Dataset excerpts
+++

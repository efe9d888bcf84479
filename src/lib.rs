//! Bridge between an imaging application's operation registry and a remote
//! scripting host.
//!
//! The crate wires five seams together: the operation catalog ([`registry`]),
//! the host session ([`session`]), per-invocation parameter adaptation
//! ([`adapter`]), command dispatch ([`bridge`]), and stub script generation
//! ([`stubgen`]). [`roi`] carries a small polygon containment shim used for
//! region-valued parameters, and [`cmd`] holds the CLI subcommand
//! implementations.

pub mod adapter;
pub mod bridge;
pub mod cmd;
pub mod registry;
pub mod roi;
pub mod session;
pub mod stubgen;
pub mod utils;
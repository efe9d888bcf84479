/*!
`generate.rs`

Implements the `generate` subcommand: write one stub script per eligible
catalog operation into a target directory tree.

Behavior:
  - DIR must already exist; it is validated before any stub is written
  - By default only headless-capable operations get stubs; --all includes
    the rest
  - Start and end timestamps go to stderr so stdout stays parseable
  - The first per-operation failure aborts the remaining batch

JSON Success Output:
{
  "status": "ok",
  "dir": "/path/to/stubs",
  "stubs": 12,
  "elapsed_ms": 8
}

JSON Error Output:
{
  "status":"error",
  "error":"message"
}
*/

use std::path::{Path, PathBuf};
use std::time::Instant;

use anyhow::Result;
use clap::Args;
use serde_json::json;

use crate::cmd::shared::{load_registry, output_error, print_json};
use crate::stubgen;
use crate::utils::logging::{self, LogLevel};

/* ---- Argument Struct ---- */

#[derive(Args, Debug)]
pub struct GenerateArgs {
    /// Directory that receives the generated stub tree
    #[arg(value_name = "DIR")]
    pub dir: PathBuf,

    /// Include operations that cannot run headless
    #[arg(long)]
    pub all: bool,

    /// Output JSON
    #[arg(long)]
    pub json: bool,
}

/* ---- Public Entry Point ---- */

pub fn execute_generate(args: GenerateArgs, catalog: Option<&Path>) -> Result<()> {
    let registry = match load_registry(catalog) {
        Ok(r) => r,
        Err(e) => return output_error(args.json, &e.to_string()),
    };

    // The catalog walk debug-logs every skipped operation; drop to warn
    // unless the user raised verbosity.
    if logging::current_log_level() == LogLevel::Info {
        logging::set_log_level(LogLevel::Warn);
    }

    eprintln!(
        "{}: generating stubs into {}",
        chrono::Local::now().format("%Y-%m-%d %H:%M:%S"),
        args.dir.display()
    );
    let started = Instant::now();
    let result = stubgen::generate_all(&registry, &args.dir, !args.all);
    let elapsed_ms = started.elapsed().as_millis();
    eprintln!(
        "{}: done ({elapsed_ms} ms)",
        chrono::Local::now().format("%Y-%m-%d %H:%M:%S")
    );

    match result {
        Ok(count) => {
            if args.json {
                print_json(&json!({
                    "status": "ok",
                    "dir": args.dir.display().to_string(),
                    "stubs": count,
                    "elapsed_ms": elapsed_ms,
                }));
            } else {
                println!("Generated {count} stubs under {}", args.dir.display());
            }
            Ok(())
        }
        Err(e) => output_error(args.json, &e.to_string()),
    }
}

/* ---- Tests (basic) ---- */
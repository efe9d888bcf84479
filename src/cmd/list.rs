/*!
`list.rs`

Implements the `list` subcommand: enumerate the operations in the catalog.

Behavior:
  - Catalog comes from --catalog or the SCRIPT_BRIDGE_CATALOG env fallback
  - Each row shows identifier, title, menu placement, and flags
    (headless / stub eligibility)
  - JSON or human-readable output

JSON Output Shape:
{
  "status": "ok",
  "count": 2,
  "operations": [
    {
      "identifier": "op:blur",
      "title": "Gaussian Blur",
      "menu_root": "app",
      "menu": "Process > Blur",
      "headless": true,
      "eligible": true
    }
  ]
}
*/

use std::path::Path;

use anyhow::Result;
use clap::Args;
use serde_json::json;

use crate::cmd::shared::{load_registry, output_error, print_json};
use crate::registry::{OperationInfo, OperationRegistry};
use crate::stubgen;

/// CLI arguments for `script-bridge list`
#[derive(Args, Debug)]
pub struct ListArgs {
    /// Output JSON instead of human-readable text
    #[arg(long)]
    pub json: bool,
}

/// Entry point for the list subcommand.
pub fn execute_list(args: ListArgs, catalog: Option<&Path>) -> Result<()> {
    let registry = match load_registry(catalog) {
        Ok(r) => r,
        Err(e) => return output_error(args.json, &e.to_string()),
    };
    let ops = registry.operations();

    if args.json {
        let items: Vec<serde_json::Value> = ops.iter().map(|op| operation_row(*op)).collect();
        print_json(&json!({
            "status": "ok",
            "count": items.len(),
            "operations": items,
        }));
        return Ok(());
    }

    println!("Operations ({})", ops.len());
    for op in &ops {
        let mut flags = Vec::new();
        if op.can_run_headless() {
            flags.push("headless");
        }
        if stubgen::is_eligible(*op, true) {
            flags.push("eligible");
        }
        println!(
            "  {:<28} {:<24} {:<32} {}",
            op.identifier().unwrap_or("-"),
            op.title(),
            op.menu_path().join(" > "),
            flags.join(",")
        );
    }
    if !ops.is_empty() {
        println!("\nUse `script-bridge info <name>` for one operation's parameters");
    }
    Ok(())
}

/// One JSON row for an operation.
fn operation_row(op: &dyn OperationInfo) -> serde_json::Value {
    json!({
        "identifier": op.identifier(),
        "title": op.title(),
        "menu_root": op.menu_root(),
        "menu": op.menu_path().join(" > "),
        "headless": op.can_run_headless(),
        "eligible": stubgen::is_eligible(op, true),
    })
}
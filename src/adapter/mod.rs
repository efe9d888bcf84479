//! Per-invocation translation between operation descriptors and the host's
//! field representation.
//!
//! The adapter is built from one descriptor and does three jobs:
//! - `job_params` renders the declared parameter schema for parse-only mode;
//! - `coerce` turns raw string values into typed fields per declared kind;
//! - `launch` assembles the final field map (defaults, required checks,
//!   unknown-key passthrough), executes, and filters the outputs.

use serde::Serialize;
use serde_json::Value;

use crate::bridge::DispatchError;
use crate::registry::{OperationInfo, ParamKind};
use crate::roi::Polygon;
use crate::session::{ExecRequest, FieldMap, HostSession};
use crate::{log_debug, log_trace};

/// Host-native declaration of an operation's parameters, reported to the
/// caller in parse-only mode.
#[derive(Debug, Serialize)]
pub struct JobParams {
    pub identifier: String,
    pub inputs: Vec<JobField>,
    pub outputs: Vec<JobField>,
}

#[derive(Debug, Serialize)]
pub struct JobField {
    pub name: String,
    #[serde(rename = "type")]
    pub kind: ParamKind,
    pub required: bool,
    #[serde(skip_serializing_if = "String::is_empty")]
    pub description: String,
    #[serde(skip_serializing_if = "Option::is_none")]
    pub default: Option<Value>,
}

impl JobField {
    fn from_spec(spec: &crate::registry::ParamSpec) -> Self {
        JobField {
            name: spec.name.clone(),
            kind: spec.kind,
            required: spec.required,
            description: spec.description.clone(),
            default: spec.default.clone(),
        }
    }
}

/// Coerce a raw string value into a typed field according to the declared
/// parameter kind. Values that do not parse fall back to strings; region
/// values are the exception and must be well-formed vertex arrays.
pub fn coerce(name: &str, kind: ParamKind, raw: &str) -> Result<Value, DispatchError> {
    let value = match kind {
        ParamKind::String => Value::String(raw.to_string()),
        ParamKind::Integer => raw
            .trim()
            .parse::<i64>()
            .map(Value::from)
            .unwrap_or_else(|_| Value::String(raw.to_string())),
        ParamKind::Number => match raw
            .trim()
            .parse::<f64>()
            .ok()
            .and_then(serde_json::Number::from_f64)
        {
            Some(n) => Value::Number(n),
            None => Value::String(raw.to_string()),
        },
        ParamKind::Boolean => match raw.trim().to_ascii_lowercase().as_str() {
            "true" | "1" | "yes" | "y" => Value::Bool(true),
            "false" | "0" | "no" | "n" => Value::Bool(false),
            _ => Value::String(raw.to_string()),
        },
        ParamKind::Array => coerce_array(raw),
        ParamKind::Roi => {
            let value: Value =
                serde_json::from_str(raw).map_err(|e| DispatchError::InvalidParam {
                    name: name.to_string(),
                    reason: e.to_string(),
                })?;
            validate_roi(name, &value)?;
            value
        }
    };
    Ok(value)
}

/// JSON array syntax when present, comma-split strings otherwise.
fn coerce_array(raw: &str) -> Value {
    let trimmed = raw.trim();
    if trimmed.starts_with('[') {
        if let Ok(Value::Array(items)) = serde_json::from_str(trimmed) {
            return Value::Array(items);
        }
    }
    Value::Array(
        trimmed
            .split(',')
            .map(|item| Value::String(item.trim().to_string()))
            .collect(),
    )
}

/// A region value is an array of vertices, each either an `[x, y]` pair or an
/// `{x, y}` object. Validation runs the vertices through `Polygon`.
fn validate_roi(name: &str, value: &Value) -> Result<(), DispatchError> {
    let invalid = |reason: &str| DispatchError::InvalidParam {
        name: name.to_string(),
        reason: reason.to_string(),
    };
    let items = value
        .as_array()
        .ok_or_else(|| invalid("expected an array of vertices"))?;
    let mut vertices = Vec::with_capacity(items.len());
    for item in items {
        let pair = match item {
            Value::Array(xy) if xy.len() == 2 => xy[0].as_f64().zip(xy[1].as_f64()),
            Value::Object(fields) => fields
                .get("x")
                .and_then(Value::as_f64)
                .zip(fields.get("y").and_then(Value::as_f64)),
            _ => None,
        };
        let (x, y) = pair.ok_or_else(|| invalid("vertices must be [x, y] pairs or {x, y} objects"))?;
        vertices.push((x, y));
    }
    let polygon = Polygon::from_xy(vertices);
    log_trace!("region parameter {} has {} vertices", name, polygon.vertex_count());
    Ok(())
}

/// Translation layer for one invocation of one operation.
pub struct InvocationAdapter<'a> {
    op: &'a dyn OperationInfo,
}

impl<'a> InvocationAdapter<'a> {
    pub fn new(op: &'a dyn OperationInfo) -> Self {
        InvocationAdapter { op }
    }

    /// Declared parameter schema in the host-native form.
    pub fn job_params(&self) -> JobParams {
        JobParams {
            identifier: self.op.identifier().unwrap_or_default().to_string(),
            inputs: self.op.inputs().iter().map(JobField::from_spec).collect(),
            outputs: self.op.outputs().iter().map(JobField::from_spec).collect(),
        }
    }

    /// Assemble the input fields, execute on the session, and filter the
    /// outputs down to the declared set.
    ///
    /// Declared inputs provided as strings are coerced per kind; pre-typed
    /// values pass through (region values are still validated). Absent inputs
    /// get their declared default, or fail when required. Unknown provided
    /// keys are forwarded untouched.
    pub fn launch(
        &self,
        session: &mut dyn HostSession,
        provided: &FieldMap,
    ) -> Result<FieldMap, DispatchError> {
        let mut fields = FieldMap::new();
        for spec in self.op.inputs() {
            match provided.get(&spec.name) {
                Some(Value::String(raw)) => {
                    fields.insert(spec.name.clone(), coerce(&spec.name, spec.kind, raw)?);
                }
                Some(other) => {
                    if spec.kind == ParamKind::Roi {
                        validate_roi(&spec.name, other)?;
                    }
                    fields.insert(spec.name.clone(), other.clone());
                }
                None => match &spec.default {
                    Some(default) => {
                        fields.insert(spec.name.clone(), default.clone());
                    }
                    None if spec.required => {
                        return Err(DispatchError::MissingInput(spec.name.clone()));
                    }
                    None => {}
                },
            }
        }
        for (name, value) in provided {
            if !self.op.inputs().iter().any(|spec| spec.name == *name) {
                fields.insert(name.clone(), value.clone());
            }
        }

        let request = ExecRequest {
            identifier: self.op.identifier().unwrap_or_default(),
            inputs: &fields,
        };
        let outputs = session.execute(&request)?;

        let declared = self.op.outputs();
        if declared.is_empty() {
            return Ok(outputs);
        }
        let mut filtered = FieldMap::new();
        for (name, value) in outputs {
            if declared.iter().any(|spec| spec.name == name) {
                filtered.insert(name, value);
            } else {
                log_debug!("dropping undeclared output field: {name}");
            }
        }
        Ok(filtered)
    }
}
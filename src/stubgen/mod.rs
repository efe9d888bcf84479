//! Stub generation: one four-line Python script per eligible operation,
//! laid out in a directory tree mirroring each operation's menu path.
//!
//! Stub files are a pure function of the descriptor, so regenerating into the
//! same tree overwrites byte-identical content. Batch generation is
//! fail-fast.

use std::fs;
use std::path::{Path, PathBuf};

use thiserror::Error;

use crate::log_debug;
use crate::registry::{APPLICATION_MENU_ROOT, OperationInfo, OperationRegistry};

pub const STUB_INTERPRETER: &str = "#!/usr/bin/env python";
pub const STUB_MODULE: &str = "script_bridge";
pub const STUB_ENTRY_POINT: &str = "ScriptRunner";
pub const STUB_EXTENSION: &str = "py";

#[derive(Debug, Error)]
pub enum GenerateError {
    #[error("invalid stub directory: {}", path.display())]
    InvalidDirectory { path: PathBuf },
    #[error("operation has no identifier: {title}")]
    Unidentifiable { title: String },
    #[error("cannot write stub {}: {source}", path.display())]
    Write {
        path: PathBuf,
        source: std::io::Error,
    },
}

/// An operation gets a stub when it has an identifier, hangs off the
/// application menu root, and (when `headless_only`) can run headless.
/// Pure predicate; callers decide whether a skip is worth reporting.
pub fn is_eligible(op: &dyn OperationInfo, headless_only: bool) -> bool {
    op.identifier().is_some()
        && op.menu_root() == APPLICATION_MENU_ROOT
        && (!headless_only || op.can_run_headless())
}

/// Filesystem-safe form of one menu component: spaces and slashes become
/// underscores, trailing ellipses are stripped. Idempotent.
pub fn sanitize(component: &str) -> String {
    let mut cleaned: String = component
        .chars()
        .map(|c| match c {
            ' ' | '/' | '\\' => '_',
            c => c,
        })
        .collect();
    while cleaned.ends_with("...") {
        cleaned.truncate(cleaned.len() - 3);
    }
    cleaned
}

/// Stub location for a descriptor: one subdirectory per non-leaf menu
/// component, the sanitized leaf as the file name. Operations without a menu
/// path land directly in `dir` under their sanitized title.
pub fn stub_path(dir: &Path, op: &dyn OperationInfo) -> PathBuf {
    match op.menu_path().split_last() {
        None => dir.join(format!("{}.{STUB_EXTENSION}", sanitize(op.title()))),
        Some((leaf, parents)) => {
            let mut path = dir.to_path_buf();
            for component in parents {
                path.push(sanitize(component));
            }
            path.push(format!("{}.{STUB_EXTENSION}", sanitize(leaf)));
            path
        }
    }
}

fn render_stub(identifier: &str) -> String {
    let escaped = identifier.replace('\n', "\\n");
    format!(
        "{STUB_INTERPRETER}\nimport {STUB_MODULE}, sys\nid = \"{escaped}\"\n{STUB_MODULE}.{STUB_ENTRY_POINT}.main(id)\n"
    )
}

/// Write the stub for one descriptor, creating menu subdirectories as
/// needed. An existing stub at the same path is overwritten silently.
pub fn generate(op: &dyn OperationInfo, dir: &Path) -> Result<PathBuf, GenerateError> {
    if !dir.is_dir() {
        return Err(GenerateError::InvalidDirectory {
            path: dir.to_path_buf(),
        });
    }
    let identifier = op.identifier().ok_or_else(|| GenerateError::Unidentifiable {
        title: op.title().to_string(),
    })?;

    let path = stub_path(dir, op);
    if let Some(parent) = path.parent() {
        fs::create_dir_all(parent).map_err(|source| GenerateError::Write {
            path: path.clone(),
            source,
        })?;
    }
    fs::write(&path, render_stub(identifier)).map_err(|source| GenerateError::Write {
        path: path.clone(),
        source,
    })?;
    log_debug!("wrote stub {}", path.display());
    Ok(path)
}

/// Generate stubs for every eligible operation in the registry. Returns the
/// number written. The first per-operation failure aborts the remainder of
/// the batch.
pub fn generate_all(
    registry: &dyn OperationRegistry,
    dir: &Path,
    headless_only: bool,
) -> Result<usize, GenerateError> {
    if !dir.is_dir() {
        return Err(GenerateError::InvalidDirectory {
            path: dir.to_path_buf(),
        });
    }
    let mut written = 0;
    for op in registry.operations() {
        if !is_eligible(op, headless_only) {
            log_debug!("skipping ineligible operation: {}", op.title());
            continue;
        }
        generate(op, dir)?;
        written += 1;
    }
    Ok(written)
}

+++

Begin at the line above that has "pub const STUB_EXTENSION: &str" and stop after the line that has "can run headless.", copying each line exactly and adding nothing else.

ANSWER:
pub const STUB_EXTENSION: &str = "py";

#[derive(Debug, Error)]
pub enum GenerateError {
    #[error("invalid stub directory: {}", path.display())]
    InvalidDirectory { path: PathBuf },
    #[error("operation has no identifier: {title}")]
    Unidentifiable { title: String },
    #[error("cannot write stub {}: {source}", path.display())]
    Write {
        path: PathBuf,
        source: std::io::Error,
    },
}

/// An operation gets a stub when it has an identifier, hangs off the
/// application menu root, and (when `headless_only`) can run headless.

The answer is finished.